### Provided records
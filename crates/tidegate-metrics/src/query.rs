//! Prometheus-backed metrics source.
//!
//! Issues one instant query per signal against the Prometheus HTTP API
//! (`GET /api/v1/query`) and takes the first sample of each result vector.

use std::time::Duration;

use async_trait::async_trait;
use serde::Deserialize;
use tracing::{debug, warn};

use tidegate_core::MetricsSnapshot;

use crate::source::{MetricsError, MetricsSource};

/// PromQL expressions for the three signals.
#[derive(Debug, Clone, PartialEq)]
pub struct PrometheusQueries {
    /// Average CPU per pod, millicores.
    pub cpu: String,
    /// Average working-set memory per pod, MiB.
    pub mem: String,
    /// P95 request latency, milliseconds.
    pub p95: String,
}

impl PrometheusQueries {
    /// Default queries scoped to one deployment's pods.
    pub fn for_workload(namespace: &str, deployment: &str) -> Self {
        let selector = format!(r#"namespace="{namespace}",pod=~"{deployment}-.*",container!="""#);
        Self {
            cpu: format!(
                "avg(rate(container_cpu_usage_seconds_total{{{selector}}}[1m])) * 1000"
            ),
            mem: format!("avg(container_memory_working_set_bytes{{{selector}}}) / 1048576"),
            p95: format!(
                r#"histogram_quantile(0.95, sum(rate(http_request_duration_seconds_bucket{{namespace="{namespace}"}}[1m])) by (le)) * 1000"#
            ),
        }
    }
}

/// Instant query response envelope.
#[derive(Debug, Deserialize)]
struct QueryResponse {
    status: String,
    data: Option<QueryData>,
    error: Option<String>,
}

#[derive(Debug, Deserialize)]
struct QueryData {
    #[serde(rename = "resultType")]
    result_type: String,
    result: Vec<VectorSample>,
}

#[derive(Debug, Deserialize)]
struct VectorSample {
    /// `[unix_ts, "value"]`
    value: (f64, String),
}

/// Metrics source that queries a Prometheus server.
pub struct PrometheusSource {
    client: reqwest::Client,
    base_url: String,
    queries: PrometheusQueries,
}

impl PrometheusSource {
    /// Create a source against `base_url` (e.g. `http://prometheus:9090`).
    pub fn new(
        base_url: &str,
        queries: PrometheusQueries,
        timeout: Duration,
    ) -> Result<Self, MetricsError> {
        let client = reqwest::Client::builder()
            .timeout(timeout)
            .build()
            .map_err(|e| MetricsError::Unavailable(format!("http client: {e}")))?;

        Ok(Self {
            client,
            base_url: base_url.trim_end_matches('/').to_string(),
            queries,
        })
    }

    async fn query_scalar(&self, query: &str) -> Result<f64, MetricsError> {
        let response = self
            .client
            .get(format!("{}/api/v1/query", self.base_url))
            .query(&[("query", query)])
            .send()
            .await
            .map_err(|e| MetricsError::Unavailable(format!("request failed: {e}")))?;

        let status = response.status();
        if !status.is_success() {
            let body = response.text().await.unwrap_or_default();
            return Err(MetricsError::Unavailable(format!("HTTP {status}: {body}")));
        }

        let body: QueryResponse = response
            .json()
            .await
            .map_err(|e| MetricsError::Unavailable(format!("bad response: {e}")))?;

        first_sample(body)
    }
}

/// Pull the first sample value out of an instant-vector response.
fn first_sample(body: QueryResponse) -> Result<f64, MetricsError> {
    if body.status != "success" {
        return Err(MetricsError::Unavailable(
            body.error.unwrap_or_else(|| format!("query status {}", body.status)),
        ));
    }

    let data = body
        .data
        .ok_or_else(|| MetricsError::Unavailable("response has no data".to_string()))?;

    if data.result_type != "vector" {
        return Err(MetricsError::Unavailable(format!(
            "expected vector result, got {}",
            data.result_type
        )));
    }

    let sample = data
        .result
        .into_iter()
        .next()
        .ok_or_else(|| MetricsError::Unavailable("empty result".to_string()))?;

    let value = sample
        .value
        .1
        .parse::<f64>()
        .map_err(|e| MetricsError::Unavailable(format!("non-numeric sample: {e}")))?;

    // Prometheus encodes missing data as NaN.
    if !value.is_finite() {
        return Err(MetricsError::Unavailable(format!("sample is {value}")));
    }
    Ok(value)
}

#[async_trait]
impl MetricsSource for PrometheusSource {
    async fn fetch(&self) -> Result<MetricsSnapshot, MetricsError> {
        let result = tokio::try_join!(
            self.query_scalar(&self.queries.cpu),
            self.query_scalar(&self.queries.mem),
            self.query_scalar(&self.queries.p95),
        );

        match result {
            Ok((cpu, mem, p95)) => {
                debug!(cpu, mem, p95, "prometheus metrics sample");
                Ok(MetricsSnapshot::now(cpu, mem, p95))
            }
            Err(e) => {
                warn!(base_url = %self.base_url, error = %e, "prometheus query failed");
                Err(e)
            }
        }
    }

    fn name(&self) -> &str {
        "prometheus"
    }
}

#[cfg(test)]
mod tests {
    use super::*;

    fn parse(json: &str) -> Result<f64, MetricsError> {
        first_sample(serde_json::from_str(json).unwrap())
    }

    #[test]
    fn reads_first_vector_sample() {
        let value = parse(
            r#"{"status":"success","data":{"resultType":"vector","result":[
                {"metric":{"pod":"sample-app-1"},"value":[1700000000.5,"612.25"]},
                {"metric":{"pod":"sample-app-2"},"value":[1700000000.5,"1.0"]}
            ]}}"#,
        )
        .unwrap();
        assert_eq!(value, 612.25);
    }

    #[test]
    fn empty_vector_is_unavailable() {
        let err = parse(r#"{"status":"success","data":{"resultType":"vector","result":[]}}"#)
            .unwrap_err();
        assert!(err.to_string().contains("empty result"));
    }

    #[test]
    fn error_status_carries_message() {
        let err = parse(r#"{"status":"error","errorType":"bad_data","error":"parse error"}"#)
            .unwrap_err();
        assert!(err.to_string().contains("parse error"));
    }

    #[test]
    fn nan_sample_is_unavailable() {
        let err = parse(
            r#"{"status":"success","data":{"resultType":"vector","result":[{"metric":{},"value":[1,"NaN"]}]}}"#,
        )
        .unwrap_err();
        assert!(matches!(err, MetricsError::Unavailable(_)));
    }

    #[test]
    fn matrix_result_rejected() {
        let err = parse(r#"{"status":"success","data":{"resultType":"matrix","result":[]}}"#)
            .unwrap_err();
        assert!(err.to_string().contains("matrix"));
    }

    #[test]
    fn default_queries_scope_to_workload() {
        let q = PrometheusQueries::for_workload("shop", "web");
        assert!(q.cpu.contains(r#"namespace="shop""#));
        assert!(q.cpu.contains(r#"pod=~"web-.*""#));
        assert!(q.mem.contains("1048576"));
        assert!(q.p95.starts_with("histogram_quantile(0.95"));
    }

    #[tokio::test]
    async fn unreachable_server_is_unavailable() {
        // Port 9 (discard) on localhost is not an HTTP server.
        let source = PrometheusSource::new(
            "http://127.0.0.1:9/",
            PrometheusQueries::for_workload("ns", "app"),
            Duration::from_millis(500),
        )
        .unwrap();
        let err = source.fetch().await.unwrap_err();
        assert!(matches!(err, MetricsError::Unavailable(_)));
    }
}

### What to do
Keep only those lines of the records that hold "namespace", and return them.

### Solved problem
    pub fn for_workload(namespace: &str, deployment: &str) -> Self {
        let selector = format!(r#"namespace="{namespace}",pod=~"{deployment}-.*",container!="""#);
                r#"histogram_quantile(0.95, sum(rate(http_request_duration_seconds_bucket{{namespace="{namespace}"}}[1m])) by (le)) * 1000"#
        assert!(q.cpu.contains(r#"namespace="shop""#));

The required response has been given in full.